_YOUR INSTRUCTIONS:_ Write out each line of the entries below that holds the word "enumerate".

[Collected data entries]

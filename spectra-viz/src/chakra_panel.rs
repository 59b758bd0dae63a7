use alloc::{format, string::String};

use embedded_graphics::geometry::Point;

use crate::coordinate_mapper::AxisMapper;
use crate::error::Result;
use crate::palette::{self, parse_hex_color, WHITE};
use crate::primitive::{Anchor, FontClass, Primitive, ShapeStyle};
use crate::scene::{Scene, SceneBuilder, Viewport};
use crate::types::Chakra;

pub const CHAKRAS: [Chakra; 7] = [
    Chakra {
        name: "Root",
        frequency_hz: 396,
        color_code: "#ff0000",
        description: "Grounding, survival, stability.",
        affirmation: "I am safe and secure.",
    },
    Chakra {
        name: "Sacral",
        frequency_hz: 417,
        color_code: "#ff7f00",
        description: "Creativity, pleasure, emotions.",
        affirmation: "I am creative and joyful.",
    },
    Chakra {
        name: "Solar Plexus",
        frequency_hz: 528,
        color_code: "#ffff00",
        description: "Confidence, power, self-esteem.",
        affirmation: "I am strong and confident.",
    },
    Chakra {
        name: "Heart",
        frequency_hz: 639,
        color_code: "#00ff00",
        description: "Love, compassion, healing.",
        affirmation: "I am open to love.",
    },
    Chakra {
        name: "Throat",
        frequency_hz: 741,
        color_code: "#0000ff",
        description: "Communication, truth, expression.",
        affirmation: "I express myself freely.",
    },
    Chakra {
        name: "Third Eye",
        frequency_hz: 852,
        color_code: "#4b0082",
        description: "Intuition, insight, vision.",
        affirmation: "I trust my intuition.",
    },
    Chakra {
        name: "Crown",
        frequency_hz: 963,
        color_code: "#8f00ff",
        description: "Spirituality, connection, enlightenment.",
        affirmation: "I am connected to the divine.",
    },
];

const HEADER_Y: i32 = 40;
const ROWS_TOP: i32 = 80;
const ROW_HEIGHT: i32 = 140;
const ROW_PAD_X: i32 = 40;
const SWATCH_INSET: i32 = 5;
const SWATCH_SIZE: i32 = 50;
const INFO_OFFSET_X: i32 = 80;
const BUTTON_OFFSET_Y: i32 = 100;
const BUTTON_WIDTH: i32 = 140;
const BUTTON_HEIGHT: i32 = 24;

const CHART_GAP: i32 = 20;
const CHART_HEIGHT: i32 = 300;
const CHART_MAX_WIDTH: i32 = 600;
const PLOT_MARGIN_LEFT: i32 = 60;
const PLOT_MARGIN_RIGHT: i32 = 20;
const PLOT_MARGIN_TOP: i32 = 40;
const PLOT_MARGIN_BOTTOM: i32 = 40;
const TICK_STEP_HZ: u32 = 200;

/// Informational panel: one row per chakra with a play button, followed by
/// a bar chart of the frequencies. Taller than the window; scrolls.
#[derive(Debug, Clone, Copy)]
pub struct ChakraPanel {
    chakras: &'static [Chakra],
}

impl Default for ChakraPanel {
    fn default() -> Self {
        Self::new(&CHAKRAS)
    }
}

impl ChakraPanel {
    pub fn new(chakras: &'static [Chakra]) -> Self {
        Self { chakras }
    }

    pub fn chakras(&self) -> &'static [Chakra] {
        self.chakras
    }

    /// Screen-space corners of the play button of row `index`.
    pub fn button_bounds(&self, index: usize, viewport: &Viewport) -> Option<(Point, Point)> {
        if index >= self.chakras.len() {
            return None;
        }
        let top_left = Point::new(
            ROW_PAD_X + INFO_OFFSET_X,
            row_top(index) + BUTTON_OFFSET_Y - viewport.scroll_y,
        );
        Some((
            top_left,
            top_left + Point::new(BUTTON_WIDTH, BUTTON_HEIGHT),
        ))
    }

    /// Index of the chakra whose play button contains `point`.
    pub fn button_at(&self, viewport: &Viewport, point: Point) -> Option<usize> {
        (0..self.chakras.len()).find(|&index| {
            self.button_bounds(index, viewport)
                .is_some_and(|(a, b)| (a.x..=b.x).contains(&point.x) && (a.y..=b.y).contains(&point.y))
        })
    }

    fn chart_top(&self) -> i32 {
        row_top(self.chakras.len()) + CHART_GAP
    }

    fn push_row(&self, index: usize, chakra: &Chakra, scene: &mut Scene) -> Result<()> {
        let color = parse_hex_color(chakra.color_code)?;
        let y = row_top(index);
        let swatch = Point::new(ROW_PAD_X + SWATCH_INSET, y + SWATCH_INSET);
        scene.push(Primitive::oval(
            swatch,
            swatch + Point::new(SWATCH_SIZE, SWATCH_SIZE),
            ShapeStyle::filled(color),
        ));

        let x = ROW_PAD_X + INFO_OFFSET_X;
        let lines = [
            (10, format!("{} Chakra", chakra.name), color, FontClass::Heading),
            (32, format!("Frequency: {} Hz", chakra.frequency_hz), WHITE, FontClass::Label),
            (48, format!("Color Code: {}", chakra.color_code), WHITE, FontClass::Label),
            (66, String::from(chakra.description), palette::GRAY, FontClass::Label),
            (
                84,
                format!("Affirmation: {}", chakra.affirmation),
                palette::LIGHT_GRAY,
                FontClass::Italic,
            ),
        ];
        for (dy, text, color, font) in lines {
            scene.push(Primitive::text(Point::new(x, y + dy), text, color, font, Anchor::West));
        }

        let button = Point::new(x, y + BUTTON_OFFSET_Y);
        scene.push(Primitive::rectangle(
            button,
            button + Point::new(BUTTON_WIDTH, BUTTON_HEIGHT),
            ShapeStyle::outlined(palette::GRAY20, palette::LIGHT_GRAY),
        ));
        scene.push(Primitive::text(
            button + Point::new(BUTTON_WIDTH / 2, BUTTON_HEIGHT / 2),
            "Play Frequency",
            WHITE,
            FontClass::Label,
            Anchor::Center,
        ));
        Ok(())
    }

    fn push_chart(&self, viewport: &Viewport, scene: &mut Scene) -> Result<()> {
        let top = self.chart_top();
        let width = (viewport.width as i32 - 2 * ROW_PAD_X).clamp(0, CHART_MAX_WIDTH);
        let left = (viewport.width as i32 - width) / 2;

        let plot_left = left + PLOT_MARGIN_LEFT;
        let plot_right = left + width - PLOT_MARGIN_RIGHT;
        let plot_top = top + PLOT_MARGIN_TOP;
        let plot_bottom = top + CHART_HEIGHT - PLOT_MARGIN_BOTTOM;

        scene.push(Primitive::text(
            Point::new(left + width / 2, top + 15),
            "Chakra Frequencies (Hz)",
            WHITE,
            FontClass::Label,
            Anchor::Center,
        ));
        scene.push(Primitive::text(
            Point::new(plot_left, plot_top - 12),
            "Frequency (Hz)",
            WHITE,
            FontClass::Caption,
            Anchor::West,
        ));

        let y_max = axis_ceiling(self.chakras.iter().map(|c| c.frequency_hz).max().unwrap_or(0));
        let axis = AxisMapper::linear(0.0, y_max as f64, (plot_bottom - plot_top).max(0) as u32)?;

        for value in (0..=y_max).step_by(TICK_STEP_HZ as usize) {
            let y = plot_bottom - axis.map(value as f64)?;
            scene.push(Primitive::line(
                Point::new(plot_left - 5, y),
                Point::new(plot_left, y),
                WHITE,
                1,
            ));
            scene.push(Primitive::text(
                Point::new(plot_left - 8, y),
                format!("{value}"),
                WHITE,
                FontClass::Caption,
                Anchor::East,
            ));
        }

        let count = self.chakras.len().max(1) as i32;
        let slot = (plot_right - plot_left) / count;
        let bar_width = slot * 4 / 5;
        for (i, chakra) in self.chakras.iter().enumerate() {
            let color = parse_hex_color(chakra.color_code)?;
            let x = plot_left + i as i32 * slot + slot / 10;
            let height = axis.map(chakra.frequency_hz as f64)?;
            scene.push(Primitive::rectangle(
                Point::new(x, plot_bottom - height),
                Point::new(x + bar_width, plot_bottom),
                ShapeStyle::filled(color),
            ));
            // Stagger names so neighbours do not overlap.
            let label_y = plot_bottom + 12 + (i as i32 % 2) * 10;
            scene.push(Primitive::text(
                Point::new(x + bar_width / 2, label_y),
                chakra.name,
                WHITE,
                FontClass::Caption,
                Anchor::Center,
            ));
        }

        // Spines last so bars never cover them.
        scene.push(Primitive::line(
            Point::new(plot_left, plot_top),
            Point::new(plot_left, plot_bottom),
            WHITE,
            1,
        ));
        scene.push(Primitive::line(
            Point::new(plot_left, plot_bottom),
            Point::new(plot_right, plot_bottom),
            WHITE,
            1,
        ));
        Ok(())
    }
}

impl SceneBuilder for ChakraPanel {
    fn build(&self, viewport: &Viewport, scene: &mut Scene) -> Result<()> {
        let mut content = Scene::new();
        content.push(Primitive::text(
            Point::new(viewport.width as i32 / 2, HEADER_Y),
            "Chakras & Frequencies",
            WHITE,
            FontClass::Title,
            Anchor::Center,
        ));
        for (index, chakra) in self.chakras.iter().enumerate() {
            self.push_row(index, chakra, &mut content)?;
        }
        self.push_chart(viewport, &mut content)?;

        scene.extend(content.into_iter().map(|mut primitive| {
            primitive.offset_y(-viewport.scroll_y);
            primitive
        }));
        Ok(())
    }

    fn content_height(&self, _viewport: &Viewport) -> u32 {
        (self.chart_top() + CHART_HEIGHT + CHART_GAP) as u32
    }
}

fn row_top(index: usize) -> i32 {
    ROWS_TOP + index as i32 * ROW_HEIGHT
}

/// Smallest multiple of the tick step that is at least `max_hz`, and never 0.
fn axis_ceiling(max_hz: u32) -> u32 {
    max_hz.div_ceil(TICK_STEP_HZ).max(1) * TICK_STEP_HZ
}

_ANSWER AREA:_
        for (i, chakra) in self.chakras.iter().enumerate() {
        for (index, chakra) in self.chakras.iter().enumerate() {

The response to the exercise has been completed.